**Action item:** From the first line of the entries below to the line with "scores become 0.", give each line again exactly.

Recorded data
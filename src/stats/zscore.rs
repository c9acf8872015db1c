// One-against-many z-scores: a single mutant specimen against the wild-type
// population, voxel by voxel.
//
// Scores with magnitude below the cutoff are zeroed, the rest clamped to
// +/- limit, and NaN scores become 0.

use super::circular::{angular_deviation, circular_mean};
use super::mean_and_variance;
use crate::config::EngineConfig;
use crate::error::Result;
use crate::masked::{MaskedVector, Population};

/// Per-voxel z-map of one specimen against a reference population
pub trait ZScoreTest {
    fn process(&self, wildtype: &Population, specimen: &MaskedVector) -> Result<MaskedVector>;
}

fn threshold(z: f32, cutoff: f32, limit: f32) -> f32 {
    if z.is_nan() || z.abs() < cutoff {
        0.0
    } else {
        z.clamp(-limit, limit)
    }
}

fn zmap<F>(wildtype: &Population, specimen: &MaskedVector, mut score: F) -> Result<MaskedVector>
where
    F: FnMut(&[f64], f64) -> f64,
{
    if let Some(first) = wildtype.specimens().first() {
        first.data.ensure_aligned(specimen)?;
    }
    let mut column = Vec::with_capacity(wildtype.len());
    let values = (0..specimen.len())
        .map(|voxel| {
            wildtype.column_into(voxel, &mut column);
            score(&column, specimen[voxel] as f64) as f32
        })
        .collect();
    Ok(MaskedVector::new(values, specimen.mask_id()))
}

/// Standard z-score: `(x - mean) / std` with population standard deviation
#[derive(Debug, Clone)]
pub struct OneAgainstManyZScoreTest {
    cutoff: f32,
    limit: f32,
}

impl OneAgainstManyZScoreTest {
    pub fn new(cutoff: f32, limit: f32) -> Self {
        Self { cutoff, limit }
    }

    pub fn from_config(config: &EngineConfig) -> Self {
        Self::new(config.zscore_cutoff, config.tstat_limit)
    }
}

impl ZScoreTest for OneAgainstManyZScoreTest {
    fn process(&self, wildtype: &Population, specimen: &MaskedVector) -> Result<MaskedVector> {
        let raw = zmap(wildtype, specimen, |column, x| {
            let (mean, var) = mean_and_variance(column, 0);
            (x - mean) / var.sqrt()
        })?;
        Ok(raw.map(|z| threshold(z, self.cutoff, self.limit)))
    }
}

/// Angular z-score in degrees
///
/// The deviation from the wild-type circular mean is wrapped into (-180, 180]
/// and divided by the wild-type angular deviation.
#[derive(Debug, Clone)]
pub struct AngularZScoreTest {
    cutoff: f32,
    limit: f32,
}

impl AngularZScoreTest {
    pub fn new(cutoff: f32, limit: f32) -> Self {
        Self { cutoff, limit }
    }

    pub fn from_config(config: &EngineConfig) -> Self {
        Self::new(config.zscore_cutoff, config.tstat_limit)
    }
}

/// Wrap an angle difference in degrees into (-180, 180]
pub fn wrap_degrees(delta: f64) -> f64 {
    let wrapped = delta.rem_euclid(360.0);
    if wrapped > 180.0 {
        wrapped - 360.0
    } else {
        wrapped
    }
}

impl ZScoreTest for AngularZScoreTest {
    fn process(&self, wildtype: &Population, specimen: &MaskedVector) -> Result<MaskedVector> {
        let raw = zmap(wildtype, specimen, |column, x| {
            wrap_degrees(x - circular_mean(column)) / angular_deviation(column)
        })?;
        Ok(raw.map(|z| threshold(z, self.cutoff, self.limit)))
    }
}

#[cfg(test)]
mod tests {
    use super::*;
    use crate::masked::{Mask, Specimen};

    fn wildtype(mask: &Mask, rows: &[Vec<f32>]) -> Population {
        let specimens = rows
            .iter()
            .enumerate()
            .map(|(i, r)| Specimen::new(format!("wt{}", i), MaskedVector::new(r.clone(), mask.id())))
            .collect();
        Population::new("wildtype", specimens).unwrap()
    }

    #[test]
    fn test_zscore_cutoff_clamp_and_nan() {
        let mask = Mask::all_true((1, 1, 4));
        // Voxel columns: [0, 2] (mean 1, std 1), constant 5, constant 5, [0, 2]
        let wt = wildtype(&mask, &[vec![0.0, 5.0, 5.0, 0.0], vec![2.0, 5.0, 5.0, 2.0]]);
        let specimen = MaskedVector::new(vec![5.0, 6.0, 5.0, 2.0], mask.id());

        let z = OneAgainstManyZScoreTest::new(3.0, 50.0).process(&wt, &specimen).unwrap();
        // (5 - 1) / 1 = 4 survives the cutoff
        assert_eq!(z[0], 4.0);
        // 1 / 0 = inf is clamped
        assert_eq!(z[1], 50.0);
        // 0 / 0 = NaN becomes 0
        assert_eq!(z[2], 0.0);
        // (2 - 1) / 1 = 1 is below the cutoff
        assert_eq!(z[3], 0.0);
    }

    #[test]
    fn test_zscore_rejects_foreign_vector() {
        let mask = Mask::all_true((1, 1, 2));
        let wt = wildtype(&mask, &[vec![0.0, 1.0], vec![1.0, 2.0]]);
        let other = MaskedVector::new(vec![0.0, 1.0, 2.0], mask.id());
        assert!(OneAgainstManyZScoreTest::new(3.0, 50.0).process(&wt, &other).is_err());
    }

    #[test]
    fn test_wrap_degrees() {
        assert_eq!(wrap_degrees(190.0), -170.0);
        assert_eq!(wrap_degrees(-190.0), 170.0);
        assert_eq!(wrap_degrees(180.0), 180.0);
        assert_eq!(wrap_degrees(-180.0), 180.0);
        assert_eq!(wrap_degrees(30.0), 30.0);
    }

    #[test]
    fn test_angular_zscore_wraps_across_zero() {
        let mask = Mask::all_true((1, 1, 1));
        let wt = wildtype(&mask, &[vec![358.0], vec![2.0], vec![0.0], vec![359.0], vec![1.0]]);
        let wt_column = [358.0, 2.0, 0.0, 359.0, 1.0];
        let std = angular_deviation(&wt_column);

        // 330 is 30 degrees below the wild-type mean of ~0
        let specimen = MaskedVector::new(vec![330.0], mask.id());
        let z = AngularZScoreTest::new(3.0, 50.0).process(&wt, &specimen).unwrap();
        let expected = (wrap_degrees(330.0 - circular_mean(&wt_column)) / std) as f32;
        assert!(expected < -3.0);
        assert!((z[0] - expected.max(-50.0)).abs() < 1e-3);
    }
}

**Written solution:**
filename src/stats/zscore.rs
repository c9acf8872015db1c
// One-against-many z-scores: a single mutant specimen against the wild-type
// population, voxel by voxel.
//
// Scores with magnitude below the cutoff are zeroed, the rest clamped to
// +/- limit, and NaN scores become 0.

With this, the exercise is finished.